[What you should do] Copy out each line of the data that includes the string "match".

[Extracted records]
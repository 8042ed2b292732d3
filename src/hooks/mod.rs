//! Hook entry points: the short-lived producers.
//!
//! Each hook reads one JSON document from stdin, acts on the state tree,
//! and reports back through its exit code (0 = proceed/handled, 1 = fall
//! back to native behavior), optionally emitting a single JSON document on
//! stdout. Protocol failures never escape as panics or nonzero noise; they
//! resolve to a clean outcome.

pub mod activity;
pub mod elicitation;
pub mod permission;
pub mod session;

use std::io::Read;

use serde::{Deserialize, Serialize};

use crate::error::{Result, TraybridgeError};

/// What the hook process tells its caller via exit code.
#[derive(Debug, Clone, Copy, PartialEq, Eq)]
pub enum HookOutcome {
    /// Exit 0: handled (possibly with a decision document on stdout).
    Proceed,
    /// Exit 1: the caller should fall back to its native prompt.
    Fallback,
}

impl HookOutcome {
    pub fn exit_code(self) -> i32 {
        match self {
            HookOutcome::Proceed => 0,
            HookOutcome::Fallback => 1,
        }
    }
}

/// The document every hook receives on stdin. Field set is defined by the
/// external assistant; unknown fields are ignored and absent ones default,
/// so new hook-contract versions keep parsing.
#[derive(Debug, Clone, Default, Deserialize)]
pub struct HookInput {
    #[serde(default)]
    pub session_id: String,
    #[serde(default)]
    pub cwd: String,
    #[serde(default)]
    pub tool_name: String,
    #[serde(default)]
    pub tool_input: serde_json::Value,
    #[serde(default)]
    pub notification_type: String,
    #[serde(default)]
    pub title: String,
    #[serde(default)]
    pub message: String,
}

/// Read and parse the hook document from stdin.
pub fn read_hook_input() -> Result<HookInput> {
    let mut raw = String::new();
    std::io::stdin()
        .read_to_string(&mut raw)
        .map_err(|e| TraybridgeError::HookInput {
            reason: format!("stdin read failed: {e}"),
        })?;
    serde_json::from_str(&raw).map_err(|e| TraybridgeError::HookInput {
        reason: format!("invalid hook JSON: {e}"),
    })
}

/// The single stdout document a deciding hook may emit, shaped for the
/// assistant's hook contract.
#[derive(Debug, Serialize)]
#[serde(rename_all = "camelCase")]
pub struct HookOutput {
    hook_specific_output: HookSpecificOutput,
}

#[derive(Debug, Serialize)]
#[serde(rename_all = "camelCase")]
struct HookSpecificOutput {
    hook_event_name: &'static str,
    permission_decision: &'static str,
    permission_decision_reason: String,
    #[serde(skip_serializing_if = "Option::is_none")]
    additional_context: Option<String>,
}

impl HookOutput {
    /// A permission verdict for the PermissionRequest event.
    pub fn permission(decision: &'static str, reason: String) -> Self {
        Self {
            hook_specific_output: HookSpecificOutput {
                hook_event_name: "PermissionRequest",
                permission_decision: decision,
                permission_decision_reason: reason,
                additional_context: None,
            },
        }
    }

    /// A tray-answered question: deny the elicitation tool and hand the
    /// chosen answers back as additional context.
    pub fn question_answered(context: String) -> Self {
        Self {
            hook_specific_output: HookSpecificOutput {
                hook_event_name: "PreToolUse",
                permission_decision: "deny",
                permission_decision_reason: "User answered via traybridge tray".into(),
                additional_context: Some(context),
            },
        }
    }

    pub fn emit(&self) -> Result<()> {
        println!("{}", serde_json::to_string(self)?);
        Ok(())
    }
}

#[cfg(test)]
mod tests {
    use super::*;

    #[test]
    fn hook_input_tolerates_unknown_and_missing_fields() {
        let input: HookInput = serde_json::from_str(
            r#"{"session_id": "s1", "hook_event_name": "Stop", "transcript_path": "/x"}"#,
        )
        .unwrap();
        assert_eq!(input.session_id, "s1");
        assert!(input.cwd.is_empty());
        assert!(input.tool_input.is_null());
    }

    #[test]
    fn permission_output_shape() {
        let out = HookOutput::permission("allow", "Approved via traybridge tray".into());
        let json = serde_json::to_value(&out).unwrap();
        let inner = &json["hookSpecificOutput"];
        assert_eq!(inner["hookEventName"], "PermissionRequest");
        assert_eq!(inner["permissionDecision"], "allow");
        assert!(inner.get("additionalContext").is_none());
    }

    #[test]
    fn answered_question_output_carries_context() {
        let out = HookOutput::question_answered("- Q -> A".into());
        let json = serde_json::to_value(&out).unwrap();
        let inner = &json["hookSpecificOutput"];
        assert_eq!(inner["hookEventName"], "PreToolUse");
        assert_eq!(inner["permissionDecision"], "deny");
        assert_eq!(inner["additionalContext"], "- Q -> A");
    }
}
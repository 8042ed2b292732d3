use crate::config::Config;
use crate::error::Result;
use crate::store::{self, StateDir};

/// List tracked sessions and their current status.
pub async fn run_sessions(config: &Config) -> Result<()> {
    let state = StateDir::new(config);
    let ids = state.list_session_ids();

    if ids.is_empty() {
        println!("No tracked sessions.");
        return Ok(());
    }

    for session_id in &ids {
        let Ok(Some(info)) = store::load_session(&state, session_id) else {
            println!("{session_id}: <unreadable>");
            continue;
        };
        let waiting = info
            .waiting_for
            .as_deref()
            .map(|w| format!(", waiting for {w}"))
            .unwrap_or_default();
        let pending = store::list_pending(&state, session_id).len();
        println!(
            "{}\n  Project: {} ({})\n  Status: {}{}\n  Owner pid: {}\n  Pending: {}\n  Updated: {}\n",
            info.session_id,
            info.project_name,
            info.cwd,
            info.status,
            waiting,
            info.owner_pid
                .map(|p| p.to_string())
                .unwrap_or_else(|| "-".into()),
            pending,
            info.last_updated,
        );
    }

    println!("{} session(s)", ids.len());
    Ok(())
}
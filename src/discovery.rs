//! Fallback producer for sessions that bypassed the session-start hook.
//!
//! Scans the process table for assistant processes, maps each candidate's
//! working directory to the assistant's per-project log location, and
//! synthesizes a session record from the freshest log artifact found there.
//! Idempotent: it never creates a second record for a known session and
//! never overwrites `status`/`waiting_for` on an existing one.

use std::path::{Path, PathBuf};

use sysinfo::{ProcessRefreshKind, System, UpdateKind};

use crate::config::Config;
use crate::liveness::SystemLiveness;
use crate::store::{self, is_safe_id, SessionInfo, StateDir};

/// One candidate from the process table.
#[derive(Debug, Clone)]
pub struct ProcessCandidate {
    pub pid: u32,
    pub name: String,
    pub cwd: Option<PathBuf>,
    pub started_at: Option<u64>,
}

/// Seam for the poller: production scans the live process table, tests
/// inject canned candidates.
pub trait ProcessScanner {
    fn scan(&self) -> Vec<ProcessCandidate>;
}

#[derive(Debug, Default)]
pub struct SystemScanner;

impl ProcessScanner for SystemScanner {
    fn scan(&self) -> Vec<ProcessCandidate> {
        let mut sys = System::new();
        sys.refresh_processes_specifics(
            ProcessRefreshKind::new().with_cwd(UpdateKind::Always),
        );
        sys.processes()
            .iter()
            .map(|(pid, process)| ProcessCandidate {
                pid: pid.as_u32(),
                name: process.name().to_string(),
                cwd: process.cwd().map(Path::to_path_buf),
                started_at: Some(process.start_time()),
            })
            .collect()
    }
}

/// Map a working directory to the assistant's project-log directory name.
/// The transform mirrors the assistant's own encoding: every separator or
/// dot becomes `-`, so `/home/me/proj.rs` lives under `-home-me-proj-rs`.
pub fn project_dir_name(cwd: &Path) -> String {
    cwd.to_string_lossy()
        .chars()
        .map(|c| match c {
            '/' | '\\' | '.' | ':' => '-',
            other => other,
        })
        .collect()
}

/// The most recently modified `.jsonl` session log in a project directory.
/// Its file stem is the session id.
fn latest_session_artifact(project_dir: &Path) -> Option<String> {
    let entries = std::fs::read_dir(project_dir).ok()?;
    let mut best: Option<(std::time::SystemTime, String)> = None;
    for entry in entries.filter_map(|e| e.ok()) {
        let path = entry.path();
        if path.extension().and_then(|e| e.to_str()) != Some("jsonl") {
            continue;
        }
        let Some(stem) = path.file_stem().and_then(|s| s.to_str()) else {
            continue;
        };
        let Ok(modified) = entry.metadata().and_then(|m| m.modified()) else {
            continue;
        };
        if best.as_ref().map_or(true, |(t, _)| modified > *t) {
            best = Some((modified, stem.to_string()));
        }
    }
    best.map(|(_, stem)| stem)
}

/// Run one discovery pass. Returns how many records were created or
/// backfilled.
pub fn discover_sessions(
    state: &StateDir,
    config: &Config,
    scanner: &dyn ProcessScanner,
) -> usize {
    let mut touched = 0;
    for candidate in scanner.scan() {
        if !candidate.name.contains(&config.monitored_process) {
            continue;
        }
        let Some(cwd) = candidate.cwd.as_deref() else {
            continue;
        };

        let project_dir = config.projects_root.join(project_dir_name(cwd));
        let Some(session_id) = latest_session_artifact(&project_dir) else {
            continue;
        };
        if !is_safe_id(&session_id) {
            continue;
        }

        match store::load_session(state, &session_id) {
            Ok(None) => {
                let mut info =
                    SessionInfo::new(&session_id, &cwd.to_string_lossy(), Some(candidate.pid));
                info.owner_started_at = candidate
                    .started_at
                    .or_else(|| SystemLiveness::process_start_time(candidate.pid));
                if store::save_session(state, &info).is_ok() {
                    tracing::debug!(%session_id, pid = candidate.pid, "discovered session");
                    touched += 1;
                }
            }
            Ok(Some(mut info)) if info.owner_pid.is_none() => {
                // Backfill the owner pid only; status, waiting_for and
                // last_updated stay exactly as the hooks left them.
                info.owner_pid = Some(candidate.pid);
                info.owner_started_at = candidate.started_at;
                if store::save_session(state, &info).is_ok() {
                    tracing::debug!(%session_id, pid = candidate.pid, "backfilled owner pid");
                    touched += 1;
                }
            }
            // Known and owned, or unreadable: leave it alone.
            _ => {}
        }
    }
    touched
}

#[cfg(test)]
mod tests {
    use super::*;
    use crate::store::{load_session, save_session, SessionStatus};
    use tempfile::TempDir;

    struct FakeScanner {
        candidates: Vec<ProcessCandidate>,
    }

    impl ProcessScanner for FakeScanner {
        fn scan(&self) -> Vec<ProcessCandidate> {
            self.candidates.clone()
        }
    }

    fn candidate(pid: u32, cwd: &Path) -> ProcessCandidate {
        ProcessCandidate {
            pid,
            name: "claude".into(),
            cwd: Some(cwd.to_path_buf()),
            started_at: Some(1000),
        }
    }

    /// State root, projects root, and a fake project with one session log.
    fn setup(session_id: &str) -> (TempDir, Config, StateDir, PathBuf) {
        let tmp = TempDir::new().unwrap();
        let mut config = Config::with_root(tmp.path().join("state"));
        config.projects_root = tmp.path().join("projects");

        let cwd = tmp.path().join("work").join("demo");
        std::fs::create_dir_all(&cwd).unwrap();
        let log_dir = config.projects_root.join(project_dir_name(&cwd));
        std::fs::create_dir_all(&log_dir).unwrap();
        std::fs::write(log_dir.join(format!("{session_id}.jsonl")), "{}\n").unwrap();

        let state = StateDir::new(&config);
        state.ensure_layout().unwrap();
        (tmp, config, state, cwd)
    }

    #[test]
    fn transform_is_deterministic_and_flat() {
        assert_eq!(
            project_dir_name(Path::new("/home/me/proj.rs")),
            "-home-me-proj-rs"
        );
        assert_eq!(
            project_dir_name(Path::new("/home/me/proj.rs")),
            project_dir_name(Path::new("/home/me/proj.rs"))
        );
    }

    #[test]
    fn synthesizes_record_for_untracked_process() {
        let (_tmp, config, state, cwd) = setup("found-1");
        let scanner = FakeScanner {
            candidates: vec![candidate(77, &cwd)],
        };

        assert_eq!(discover_sessions(&state, &config, &scanner), 1);
        let info = load_session(&state, "found-1").unwrap().unwrap();
        assert_eq!(info.status, SessionStatus::Working);
        assert_eq!(info.owner_pid, Some(77));
        assert_eq!(info.owner_started_at, Some(1000));
    }

    #[test]
    fn rediscovery_is_idempotent() {
        let (_tmp, config, state, cwd) = setup("found-2");
        let scanner = FakeScanner {
            candidates: vec![candidate(77, &cwd)],
        };

        assert_eq!(discover_sessions(&state, &config, &scanner), 1);
        assert_eq!(discover_sessions(&state, &config, &scanner), 0);
        assert_eq!(state.list_session_ids().len(), 1);
    }

    #[test]
    fn backfills_pid_without_touching_status() {
        let (_tmp, config, state, cwd) = setup("found-3");
        let mut info = SessionInfo::new("found-3", &cwd.to_string_lossy(), None);
        info.status = SessionStatus::Question;
        info.waiting_for = Some("elicitation".into());
        let stamped = info.last_updated;
        save_session(&state, &info).unwrap();

        let scanner = FakeScanner {
            candidates: vec![candidate(88, &cwd)],
        };
        assert_eq!(discover_sessions(&state, &config, &scanner), 1);

        let after = load_session(&state, "found-3").unwrap().unwrap();
        assert_eq!(after.owner_pid, Some(88));
        assert_eq!(after.status, SessionStatus::Question);
        assert_eq!(after.waiting_for.as_deref(), Some("elicitation"));
        assert_eq!(after.last_updated, stamped);
    }

    #[test]
    fn ignores_processes_with_other_names() {
        let (_tmp, config, state, cwd) = setup("found-4");
        let scanner = FakeScanner {
            candidates: vec![ProcessCandidate {
                name: "bash".into(),
                ..candidate(99, &cwd)
            }],
        };
        assert_eq!(discover_sessions(&state, &config, &scanner), 0);
        assert!(state.list_session_ids().is_empty());
    }

    #[test]
    fn picks_the_freshest_artifact() {
        let (_tmp, config, state, cwd) = setup("older");
        let log_dir = config.projects_root.join(project_dir_name(&cwd));
        // A younger artifact wins the scan.
        std::thread::sleep(std::time::Duration::from_millis(20));
        std::fs::write(log_dir.join("newer.jsonl"), "{}\n").unwrap();

        let scanner = FakeScanner {
            candidates: vec![candidate(77, &cwd)],
        };
        discover_sessions(&state, &config, &scanner);
        assert!(load_session(&state, "newer").unwrap().is_some());
        assert!(load_session(&state, "older").unwrap().is_none());
    }
}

[Written reply]
        match self {
        .map(|c| match c {
        match store::load_session(state, &session_id) {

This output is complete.